WisdomTree itself has struggled in the face of an increasingly competitive domestic environment in recent months. US assets under management fell 22 per cent last year to $40bn (£32bn). But it has made progress in Europe, where assets rose 32 per cent to £1bn. 

The appeal of passive products more broadly has been well documented. Investors attracted by the transparency and low cost of these offerings have in turn piled pressure on active providers to deliver the same.

“One of the biggest features of ETFs that all investors may not have even known they wanted but now love – the transparency of the portfolio – is a huge benefit. You know what assets your ETF holds at all times. Every day we publish a basket of the fund’s holdings, so investors can see assets flowing into and out of the fund,” says Mr Abner.

He adds: “If the biggest and the smallest investor – the largest pension fund and the smallest individual investor – are both buying the same ETF, they will be trading in the same product and in the same share class on the exchange, so there’s a tremendous benefit to that. First of all you’re bringing institutional-quality investment products to all investors, but there’s also product standardisation.
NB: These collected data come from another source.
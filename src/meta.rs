// src/meta.rs

//! Persistent per-source records: content hash, outputs, and dependency
//! edges for every build config. One JSON file per source id under
//! `<build_dir>/meta/`, named by the blake3 of the id so arbitrary ids never
//! produce hostile paths.
//!
//! The store is deliberately fail-safe: a missing or unreadable record is
//! treated as "never built" and the next build overwrites it.

use std::collections::BTreeMap;
use std::path::PathBuf;
use std::sync::Arc;

use serde::{Deserialize, Serialize};
use tracing::warn;

use crate::build::SerializedBuildDependency;
use crate::errors::Result;
use crate::fs::FileSystem;
use crate::hash;

/// What one build config produced from a source file.
#[derive(Debug, Clone, PartialEq, Eq, Serialize, Deserialize, Default)]
pub struct MetaBuild {
    #[serde(default, skip_serializing_if = "Vec::is_empty")]
    pub outputs: Vec<String>,
    #[serde(default, skip_serializing_if = "Vec::is_empty")]
    pub dependencies: Vec<SerializedBuildDependency>,
}

/// Everything remembered about one source id between runs, keyed by build
/// config name.
///
/// Record file names are hashes, so the id is repeated inside the record to
/// let [`MetaStore::load_all`] key the map it returns.
#[derive(Debug, Clone, PartialEq, Eq, Serialize, Deserialize)]
pub struct SourceMeta {
    #[serde(default, skip_serializing_if = "String::is_empty")]
    pub source_id: String,
    pub content_hash: String,
    #[serde(default, skip_serializing_if = "BTreeMap::is_empty")]
    pub builds: BTreeMap<String, MetaBuild>,
}

impl SourceMeta {
    pub fn new(content_hash: impl Into<String>) -> Self {
        Self {
            source_id: String::new(),
            content_hash: content_hash.into(),
            builds: BTreeMap::new(),
        }
    }

    /// Hash equality is the sole staleness signal; mtimes are never consulted.
    pub fn is_up_to_date(&self, content_hash: &str) -> bool {
        self.content_hash == content_hash
    }
}

#[derive(Debug, Clone)]
pub struct MetaStore {
    fs: Arc<dyn FileSystem>,
    dir: PathBuf,
}

impl MetaStore {
    pub fn new(fs: Arc<dyn FileSystem>, dir: PathBuf) -> Self {
        Self { fs, dir }
    }

    pub fn record_path(&self, source_id: &str) -> PathBuf {
        self.dir.join(format!("{}.json", hash::hash_str(source_id)))
    }

    /// Loads the record for `source_id`. Missing, unreadable, or corrupt
    /// records all come back as `None`; the caller rebuilds and the next
    /// [`MetaStore::save`] replaces whatever was there.
    pub fn load(&self, source_id: &str) -> Option<SourceMeta> {
        let path = self.record_path(source_id);
        if !self.fs.exists(&path) {
            return None;
        }
        let bytes = match self.fs.read_file(&path) {
            Ok(bytes) => bytes,
            Err(e) => {
                warn!(source = %source_id, error = %e, "unreadable meta record, rebuilding");
                return None;
            }
        };
        match serde_json::from_slice(&bytes) {
            Ok(meta) => Some(meta),
            Err(e) => {
                warn!(source = %source_id, error = %e, "corrupt meta record, rebuilding");
                None
            }
        }
    }

    /// Loads every record in the store, keyed by source id. Corrupt entries
    /// are skipped the same way [`MetaStore::load`] skips them.
    pub fn load_all(&self) -> BTreeMap<String, SourceMeta> {
        let mut records = BTreeMap::new();
        let entries = match self.fs.read_dir(&self.dir) {
            Ok(entries) => entries,
            Err(_) => return records,
        };
        for path in entries {
            let bytes = match self.fs.read_file(&path) {
                Ok(bytes) => bytes,
                Err(e) => {
                    warn!(path = %path.display(), error = %e, "unreadable meta record, skipping");
                    continue;
                }
            };
            match serde_json::from_slice::<SourceMeta>(&bytes) {
                Ok(meta) if !meta.source_id.is_empty() => {
                    records.insert(meta.source_id.clone(), meta);
                }
                Ok(_) => {
                    warn!(path = %path.display(), "meta record without source id, skipping");
                }
                Err(e) => {
                    warn!(path = %path.display(), error = %e, "corrupt meta record, skipping");
                }
            }
        }
        records
    }

    pub fn save(&self, source_id: &str, meta: &SourceMeta) -> Result<()> {
        let mut record = meta.clone();
        record.source_id = source_id.to_string();
        let bytes = serde_json::to_vec_pretty(&record)?;
        self.fs.write_file(&self.record_path(source_id), &bytes)?;
        Ok(())
    }

    /// Removes the record. Deleting a record that never existed is fine.
    pub fn delete(&self, source_id: &str) -> Result<()> {
        self.fs.remove(&self.record_path(source_id))?;
        Ok(())
    }
}

#[cfg(test)]
mod tests {
    use super::*;
    use crate::build::BuildDependency;
    use crate::fs::mock::MockFileSystem;

    fn store() -> (MetaStore, Arc<MockFileSystem>) {
        let mock = Arc::new(MockFileSystem::new());
        let fs: Arc<dyn FileSystem> = Arc::clone(&mock) as Arc<dyn FileSystem>;
        (MetaStore::new(fs, PathBuf::from("/build/meta")), mock)
    }

    fn sample_meta() -> SourceMeta {
        let mut meta = SourceMeta::new("abc123");
        meta.builds.insert(
            "browser".to_string(),
            MetaBuild {
                outputs: vec!["src/app.ts".to_string()],
                dependencies: vec![
                    BuildDependency::internal("src/app.ts", "./util.ts")
                        .to_serialized("src/app.ts"),
                ],
            },
        );
        meta
    }

    #[test]
    fn save_then_load_round_trips() {
        let (store, _) = store();
        let meta = sample_meta();
        store.save("src/app.ts", &meta).unwrap();
        let loaded = store.load("src/app.ts").unwrap();
        assert_eq!(loaded.source_id, "src/app.ts");
        assert_eq!(loaded.content_hash, meta.content_hash);
        assert_eq!(loaded.builds, meta.builds);
    }

    #[test]
    fn load_all_keys_by_source_id_and_skips_corrupt() {
        let (store, mock) = store();
        store.save("src/app.ts", &sample_meta()).unwrap();
        store.save("src/util.ts", &SourceMeta::new("def456")).unwrap();
        mock.add_file("/build/meta/junk.json", "{not json");

        let records = store.load_all();
        assert_eq!(
            records.keys().collect::<Vec<_>>(),
            vec!["src/app.ts", "src/util.ts"]
        );
        assert_eq!(records["src/util.ts"].content_hash, "def456");
    }

    #[test]
    fn missing_record_is_none() {
        let (store, _) = store();
        assert_eq!(store.load("src/nothing.ts"), None);
    }

    #[test]
    fn corrupt_record_is_none() {
        let (store, mock) = store();
        mock.add_file(store.record_path("src/app.ts"), "{not json");
        assert_eq!(store.load("src/app.ts"), None);
    }

    #[test]
    fn unknown_fields_are_tolerated() {
        let (store, mock) = store();
        mock.add_file(
            store.record_path("src/app.ts"),
            r#"{"content_hash":"h","future_field":42}"#,
        );
        assert_eq!(store.load("src/app.ts"), Some(SourceMeta::new("h")));
    }

    #[test]
    fn delete_is_idempotent() {
        let (store, _) = store();
        store.save("src/app.ts", &sample_meta()).unwrap();
        store.delete("src/app.ts").unwrap();
        store.delete("src/app.ts").unwrap();
        assert_eq!(store.load("src/app.ts"), None);
    }

    #[test]
    fn record_path_is_hash_of_id() {
        let (store, _) = store();
        let path = store.record_path("src/app.ts");
        assert_eq!(
            path,
            PathBuf::from(format!("/build/meta/{}.json", hash::hash_str("src/app.ts")))
        );
    }
}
“In legacy systems of mutual funds, the biggest investors typically paid lower fees. There is a unitary fee structure in ETFs, which means that all investors pay the same amount. And that fee is disclosed, so we get back to transparency.”

Investors are not just benefiting from low costs associated with ETFs; the liquidity of these products is also part of their appeal.
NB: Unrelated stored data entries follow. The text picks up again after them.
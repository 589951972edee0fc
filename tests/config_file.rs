// tests/config_file.rs
//
// Loading Watchmill.toml from a real directory, end to end.

use std::sync::Arc;
use std::time::Duration;

use watchmill::config::{Target, load_config};
use watchmill::errors::WatchmillError;
use watchmill::fs::{FileSystem, OsFileSystem};

fn os_fs() -> Arc<dyn FileSystem> {
    Arc::new(OsFileSystem)
}

#[test]
fn full_config_loads_from_disk() {
    let tmp = tempfile::tempdir().unwrap();
    let root = tmp.path();
    let toml = format!(
        r#"
[filer]
source_dirs = ["{src}"]
build_dir = "{build}"
debounce_ms = 25
max_parallel = 2
target = "prod"
watch = false

[filer.source_map]
"https://cdn.example.com/" = "vendor/cdn"

[build.browser]
platform = "browser"
include = ["**/*.ts", "**/*.css"]
exclude = ["**/*.test.ts"]

[build.node]
platform = "node"
include = ["**/*.ts"]
"#,
        src = root.join("src").display(),
        build = root.join("build").display(),
    );
    let config_path = root.join("Watchmill.toml");
    std::fs::write(&config_path, toml).unwrap();

    let config = load_config(&os_fs(), &config_path).unwrap();

    assert_eq!(config.filer.source_dirs, vec![root.join("src")]);
    assert_eq!(config.filer.build_dir, root.join("build"));
    assert_eq!(config.filer.debounce, Duration::from_millis(25));
    assert_eq!(config.filer.max_parallel, 2);
    assert_eq!(config.filer.target, Target::Prod);
    assert!(!config.filer.watch);
    assert_eq!(
        config.filer.source_map.apply("https://cdn.example.com/x.ts"),
        Some("vendor/cdn/x.ts".to_string())
    );

    let names: Vec<&str> = config.builds.iter().map(|b| b.name.as_str()).collect();
    assert_eq!(names, vec!["browser", "node"]);

    let browser = config.build("browser").unwrap();
    assert!(browser.accepts("pages/index.ts"));
    assert!(browser.accepts("styles/site.css"));
    assert!(!browser.accepts("pages/index.test.ts"));

    let node = config.build("node").unwrap();
    assert!(!node.accepts("styles/site.css"));
}

#[test]
fn missing_config_file_is_a_config_error() {
    let tmp = tempfile::tempdir().unwrap();
    let err = load_config(&os_fs(), &tmp.path().join("Watchmill.toml")).unwrap_err();
    match err {
        WatchmillError::ConfigError(msg) => assert!(msg.contains("not found")),
        other => panic!("expected ConfigError, got {other:?}"),
    }
}

#[test]
fn malformed_toml_is_a_toml_error() {
    let tmp = tempfile::tempdir().unwrap();
    let config_path = tmp.path().join("Watchmill.toml");
    std::fs::write(&config_path, "[filer\nsource_dirs = ").unwrap();

    let err = load_config(&os_fs(), &config_path).unwrap_err();
    assert!(matches!(err, WatchmillError::TomlError(_)));
}

#[test]
fn overlapping_build_dir_is_rejected_at_load() {
    let tmp = tempfile::tempdir().unwrap();
    let root = tmp.path();
    let toml = format!(
        r#"
[filer]
source_dirs = ["{src}"]
build_dir = "{build}"

[build.browser]
platform = "browser"
"#,
        src = root.join("src").display(),
        build = root.join("src/build").display(),
    );
    let config_path = root.join("Watchmill.toml");
    std::fs::write(&config_path, toml).unwrap();

    let err = load_config(&os_fs(), &config_path).unwrap_err();
    assert!(err.to_string().contains("overlaps"));
}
Mr Abner explains: “Let’s use the biggest ETF, the S&P 500. That trades more shares per day, representing more of the underlying assets than you could trade if you were just trading each of the 500 stocks. The ETF becomes a liquidity vehicle, and that’s good for investors.

“Our Indian equity ETF in the US trades more shares on any given day than you could trade if you were buying Indian equities in India, so it generates more volume.”

ETFs are already a popular way for investors to access equities, so does Mr Abner see growing opportunities in asset classes such as fixed income and alternatives?

“I think there is going to be growth in the broad spectrum of ETF products, and in a variety of different asset classes you’ll see more and more assets going into the products,” he says.

“[Whichever] way that investors invested before, they will naturally want to invest in the same way using ETFs, and that’s how I see the future of the industry.”

One area of particular concern for Mr Abner is education, which he sees as lacking among advisers and investors in the UK. WisdomTree is part of the ETF Forum partnership set up last year to address this issue.

“I think there is a particular need among advisers in Europe for the education that I have brought to advisers in the US, and I think that’s going to continue to help the growth of this industry as a whole. I don’t see this type of education being brought to the market [in the UK],” he says.

“Advisers need to be spoken to in an intelligent manner, be presented with the details of the products’ mechanics and gain an understanding on the level of detail of how the products work. They can then go back to their end customers and explain why they are using ETFs and answer the questions which their clients may have.”

He continues: “It’s a very difficult time to be an active manager because the long-term performance numbers have not played out in terms of outperformance versus the indices. We have seen a large move towards more passive products and that coincides with investor demand for transparent products.

“We think that all of those dynamics play to the growth of the ETF industry and the growth of our strategies within that industry.”